In his new book, The Cholesterol Wars: the Skeptics vs. the Preponderance of Evidence, Dr. Steinberg argues that cholesterol and lipoproteins have been “indicted, tried, and ultimately found guilty” of causing atherosclerosis and cardiovascular disease. He takes us through the entire history of this century-long trial and tells it from the perspective of one who was intimately involved in shaping it.
The majority of the science in the book is solid, and the arguments are generally well reasoned.
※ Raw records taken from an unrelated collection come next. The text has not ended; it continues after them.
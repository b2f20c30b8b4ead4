#[derive(Clone, PartialEq, ::prost::Message)]
pub struct ProtoVersion {
    #[prost(uint64, tag = "1")]
    pub major: u64,
    #[prost(uint32, tag = "2")]
    pub minor: u32,
}
#[derive(Clone, PartialEq, ::prost::Message)]
pub struct ProtoLocalPartition {
    #[prost(uint32, tag = "1")]
    pub partition: u32,
    #[prost(enumeration = "ProtoPartitionState", tag = "2")]
    pub state: i32,
    #[prost(bool, tag = "3")]
    pub primary: bool,
}
#[derive(Clone, PartialEq, ::prost::Message)]
pub struct ProtoLocalGroup {
    #[prost(string, tag = "1")]
    pub group: ::prost::alloc::string::String,
    #[prost(message, repeated, tag = "2")]
    pub partitions: ::prost::alloc::vec::Vec<ProtoLocalPartition>,
}
#[derive(Clone, PartialEq, ::prost::Message)]
pub struct ProtoReplica {
    #[prost(string, tag = "1")]
    pub node_id: ::prost::alloc::string::String,
    #[prost(enumeration = "ProtoPartitionState", tag = "2")]
    pub state: i32,
}
#[derive(Clone, PartialEq, ::prost::Message)]
pub struct ProtoPartitionReplicas {
    #[prost(message, repeated, tag = "1")]
    pub replicas: ::prost::alloc::vec::Vec<ProtoReplica>,
}
#[derive(Clone, PartialEq, ::prost::Message)]
pub struct ProtoOwners {
    #[prost(string, repeated, tag = "1")]
    pub node_ids: ::prost::alloc::vec::Vec<::prost::alloc::string::String>,
}
#[derive(Clone, PartialEq, ::prost::Message)]
pub struct ProtoGroupFull {
    #[prost(string, tag = "1")]
    pub group: ::prost::alloc::string::String,
    /// Indexed by partition.
    #[prost(message, repeated, tag = "2")]
    pub partitions: ::prost::alloc::vec::Vec<ProtoPartitionReplicas>,
    #[prost(message, repeated, tag = "3")]
    pub owners: ::prost::alloc::vec::Vec<ProtoOwners>,
    #[prost(uint64, tag = "4")]
    pub ideal_digest: u64,
}
#[derive(Clone, PartialEq, ::prost::Message)]
pub struct ProtoPartitionKey {
    #[prost(string, tag = "1")]
    pub group: ::prost::alloc::string::String,
    #[prost(uint32, tag = "2")]
    pub partition: u32,
}
#[derive(Clone, PartialEq, ::prost::Message)]
pub struct ProtoSingleMessage {
    #[prost(string, tag = "1")]
    pub sender: ::prost::alloc::string::String,
    #[prost(message, optional, tag = "2")]
    pub exchange_id: ::core::option::Option<ProtoVersion>,
    #[prost(message, repeated, tag = "3")]
    pub groups: ::prost::alloc::vec::Vec<ProtoLocalGroup>,
    #[prost(string, repeated, tag = "4")]
    pub errors: ::prost::alloc::vec::Vec<::prost::alloc::string::String>,
}
#[derive(Clone, PartialEq, ::prost::Message)]
pub struct ProtoFullMessage {
    #[prost(string, tag = "1")]
    pub sender: ::prost::alloc::string::String,
    #[prost(message, optional, tag = "2")]
    pub exchange_id: ::core::option::Option<ProtoVersion>,
    #[prost(message, optional, tag = "3")]
    pub result_version: ::core::option::Option<ProtoVersion>,
    #[prost(message, repeated, tag = "4")]
    pub groups: ::prost::alloc::vec::Vec<ProtoGroupFull>,
    #[prost(bool, tag = "5")]
    pub rebalanced: bool,
    #[prost(message, repeated, tag = "6")]
    pub lost: ::prost::alloc::vec::Vec<ProtoPartitionKey>,
}
#[derive(Clone, PartialEq, ::prost::Message)]
pub struct ProtoFullAck {
    #[prost(string, tag = "1")]
    pub sender: ::prost::alloc::string::String,
    #[prost(message, optional, tag = "2")]
    pub exchange_id: ::core::option::Option<ProtoVersion>,
}
#[derive(Clone, PartialEq, ::prost::Message)]
pub struct ProtoSingleRequest {
    #[prost(string, tag = "1")]
    pub sender: ::prost::alloc::string::String,
    #[prost(message, optional, tag = "2")]
    pub exchange_id: ::core::option::Option<ProtoVersion>,
}
#[derive(Clone, PartialEq, ::prost::Message)]
pub struct ProtoPartitionsUpdate {
    #[prost(string, tag = "1")]
    pub sender: ::prost::alloc::string::String,
    #[prost(message, optional, tag = "2")]
    pub version: ::core::option::Option<ProtoVersion>,
    #[prost(message, repeated, tag = "3")]
    pub groups: ::prost::alloc::vec::Vec<ProtoLocalGroup>,
}
#[derive(Clone, PartialEq, ::prost::Message)]
pub struct ProtoEnvelope {
    #[prost(oneof = "proto_envelope::Payload", tags = "1, 2, 3, 4, 5")]
    pub payload: ::core::option::Option<proto_envelope::Payload>,
}
/// Nested message and enum types in `ProtoEnvelope`.
pub mod proto_envelope {
    #[derive(Clone, PartialEq, ::prost::Oneof)]
    pub enum Payload {
        #[prost(message, tag = "1")]
        Single(super::ProtoSingleMessage),
        #[prost(message, tag = "2")]
        Full(super::ProtoFullMessage),
        #[prost(message, tag = "3")]
        FullAck(super::ProtoFullAck),
        #[prost(message, tag = "4")]
        SingleRequest(super::ProtoSingleRequest),
        #[prost(message, tag = "5")]
        PartitionsUpdate(super::ProtoPartitionsUpdate),
    }
}
#[derive(Clone, PartialEq, ::prost::Message)]
pub struct ProtoDelivered {}
#[derive(Clone, PartialEq, ::prost::Message)]
pub struct ProtoServerFault {
    #[prost(string, tag = "1")]
    pub message: ::prost::alloc::string::String,
}
#[derive(Clone, PartialEq, ::prost::Message)]
pub struct ProtoDeliveryResult {
    #[prost(oneof = "proto_delivery_result::Result", tags = "1, 2")]
    pub result: ::core::option::Option<proto_delivery_result::Result>,
}
/// Nested message and enum types in `ProtoDeliveryResult`.
pub mod proto_delivery_result {
    #[derive(Clone, PartialEq, ::prost::Oneof)]
    pub enum Result {
        #[prost(message, tag = "1")]
        Ok(super::ProtoDelivered),
        #[prost(message, tag = "2")]
        Err(super::ProtoServerFault),
    }
}
#[derive(Clone, Copy, Debug, PartialEq, Eq, Hash, PartialOrd, Ord, ::prost::Enumeration)]
#[repr(i32)]
pub enum ProtoPartitionState {
    Unknown = 0,
    Owning = 1,
    Moving = 2,
    Renting = 3,
    Evicted = 4,
}
#[doc = r" Generated client implementations."]
pub mod grpc_exchange_client {
    #![allow(unused_variables, dead_code, missing_docs)]
    use tonic::codegen::*;
    pub struct GrpcExchangeClient<T> {
        inner: tonic::client::Grpc<T>,
    }
    impl GrpcExchangeClient<tonic::transport::Channel> {
        #[doc = r" Attempt to create a new client by connecting to a given endpoint."]
        pub async fn connect<D>(dst: D) -> Result<Self, tonic::transport::Error>
        where
            D: std::convert::TryInto<tonic::transport::Endpoint>,
            D::Error: Into<StdError>,
        {
            let conn = tonic::transport::Endpoint::new(dst)?.connect().await?;
            Ok(Self::new(conn))
        }
    }
    impl<T> GrpcExchangeClient<T>
    where
        T: tonic::client::GrpcService<tonic::body::BoxBody>,
        T::ResponseBody: Body + HttpBody + Send + 'static,
        T::Error: Into<StdError>,
        <T::ResponseBody as HttpBody>::Error: Into<StdError> + Send,
    {
        pub fn new(inner: T) -> Self {
            let inner = tonic::client::Grpc::new(inner);
            Self { inner }
        }
        pub fn with_interceptor(inner: T, interceptor: impl Into<tonic::Interceptor>) -> Self {
            let inner = tonic::client::Grpc::with_interceptor(inner, interceptor);
            Self { inner }
        }
        pub async fn deliver(
            &mut self,
            request: impl tonic::IntoRequest<super::ProtoEnvelope>,
        ) -> Result<tonic::Response<super::ProtoDeliveryResult>, tonic::Status> {
            self.inner.ready().await.map_err(|e| {
                tonic::Status::new(
                    tonic::Code::Unknown,
                    format!("Service was not ready: {}", e.into()),
                )
            })?;
            let codec = tonic::codec::ProstCodec::default();
            let path = http::uri::PathAndQuery::from_static("/exchange.GrpcExchange/Deliver");
            self.inner.unary(request.into_request(), path, codec).await
        }
    }
    impl<T: Clone> Clone for GrpcExchangeClient<T> {
        fn clone(&self) -> Self {
            Self {
                inner: self.inner.clone(),
            }
        }
    }
    impl<T> std::fmt::Debug for GrpcExchangeClient<T> {
        fn fmt(&self, f: &mut std::fmt::Formatter<'_>) -> std::fmt::Result {
            write!(f, "GrpcExchangeClient {{ ... }}")
        }
    }
}
#[doc = r" Generated server implementations."]
pub mod grpc_exchange_server {
    #![allow(unused_variables, dead_code, missing_docs)]
    use tonic::codegen::*;
    #[doc = "Generated trait containing gRPC methods that should be implemented for use with GrpcExchangeServer."]
    #[async_trait]
    pub trait GrpcExchange: Send + Sync + 'static {
        async fn deliver(
            &self,
            request: tonic::Request<super::ProtoEnvelope>,
        ) -> Result<tonic::Response<super::ProtoDeliveryResult>, tonic::Status>;
    }
    #[derive(Debug)]
    pub struct GrpcExchangeServer<T: GrpcExchange> {
        inner: _Inner<T>,
    }
    struct _Inner<T>(Arc<T>, Option<tonic::Interceptor>);
    impl<T: GrpcExchange> GrpcExchangeServer<T> {
        pub fn new(inner: T) -> Self {
            let inner = Arc::new(inner);
            let inner = _Inner(inner, None);
            Self { inner }
        }
        pub fn with_interceptor(inner: T, interceptor: impl Into<tonic::Interceptor>) -> Self {
            let inner = Arc::new(inner);
            let inner = _Inner(inner, Some(interceptor.into()));
            Self { inner }
        }
    }
    impl<T, B> Service<http::Request<B>> for GrpcExchangeServer<T>
    where
        T: GrpcExchange,
        B: HttpBody + Send + Sync + 'static,
        B::Error: Into<StdError> + Send + 'static,
    {
        type Response = http::Response<tonic::body::BoxBody>;
        type Error = Never;
        type Future = BoxFuture<Self::Response, Self::Error>;
        fn poll_ready(&mut self, _cx: &mut Context<'_>) -> Poll<Result<(), Self::Error>> {
            Poll::Ready(Ok(()))
        }
        fn call(&mut self, req: http::Request<B>) -> Self::Future {
            let inner = self.inner.clone();
            match req.uri().path() {
                "/exchange.GrpcExchange/Deliver" => {
                    #[allow(non_camel_case_types)]
                    struct DeliverSvc<T: GrpcExchange>(pub Arc<T>);
                    impl<T: GrpcExchange> tonic::server::UnaryService<super::ProtoEnvelope> for DeliverSvc<T> {
                        type Response = super::ProtoDeliveryResult;
                        type Future = BoxFuture<tonic::Response<Self::Response>, tonic::Status>;
                        fn call(
                            &mut self,
                            request: tonic::Request<super::ProtoEnvelope>,
                        ) -> Self::Future {
                            let inner = self.0.clone();
                            let fut = async move { (*inner).deliver(request).await };
                            Box::pin(fut)
                        }
                    }
                    let inner = self.inner.clone();
                    let fut = async move {
                        let interceptor = inner.1.clone();
                        let inner = inner.0;
                        let method = DeliverSvc(inner);
                        let codec = tonic::codec::ProstCodec::default();
                        let mut grpc = if let Some(interceptor) = interceptor {
                            tonic::server::Grpc::with_interceptor(codec, interceptor)
                        } else {
                            tonic::server::Grpc::new(codec)
                        };
                        let res = grpc.unary(method, req).await;
                        Ok(res)
                    };
                    Box::pin(fut)
                }
                _ => Box::pin(async move {
                    Ok(http::Response::builder()
                        .status(200)
                        .header("grpc-status", "12")
                        .header("content-type", "application/grpc")
                        .body(tonic::body::BoxBody::empty())
                        .unwrap())
                }),
            }
        }
    }
    impl<T: GrpcExchange> Clone for GrpcExchangeServer<T> {
        fn clone(&self) -> Self {
            let inner = self.inner.clone();
            Self { inner }
        }
    }
    impl<T: GrpcExchange> Clone for _Inner<T> {
        fn clone(&self) -> Self {
            Self(self.0.clone(), self.1.clone())
        }
    }
    impl<T: std::fmt::Debug> std::fmt::Debug for _Inner<T> {
        fn fmt(&self, f: &mut std::fmt::Formatter<'_>) -> std::fmt::Result {
            write!(f, "{:?}", self.0)
        }
    }
    impl<T: GrpcExchange> tonic::transport::NamedService for GrpcExchangeServer<T> {
        const NAME: &'static str = "exchange.GrpcExchange";
    }
}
So how is it that this conclusion can seem so far off?
In part, it is about how we use terms; in part, it is a matter of emphasis; in part, it is because Steinberg is actually right about some things that some cholesterol skeptics refuse to admit.
There is also, however, some bad science in the book. Although he is careful to emphasize the fact that he is supporting the lipid hypothesis rather than the diet-heart hypothesis—that is, the idea that cholesterol in the blood, and not cholesterol and fats in the diet, is what causes heart disease—he does make a limited argument in favor of the diet-heart idea, and it is one of the weaker points of the book. Most important, however, he actually argues that the statin trials are the final clincher showing that lowering cholesterol and lowering cholesterol alone reduces the risk of heart disease—and, of course, statins by no means lower cholesterol alone. In fact, the statins constitute the greatest threat the lipid hypothesis has seen to date.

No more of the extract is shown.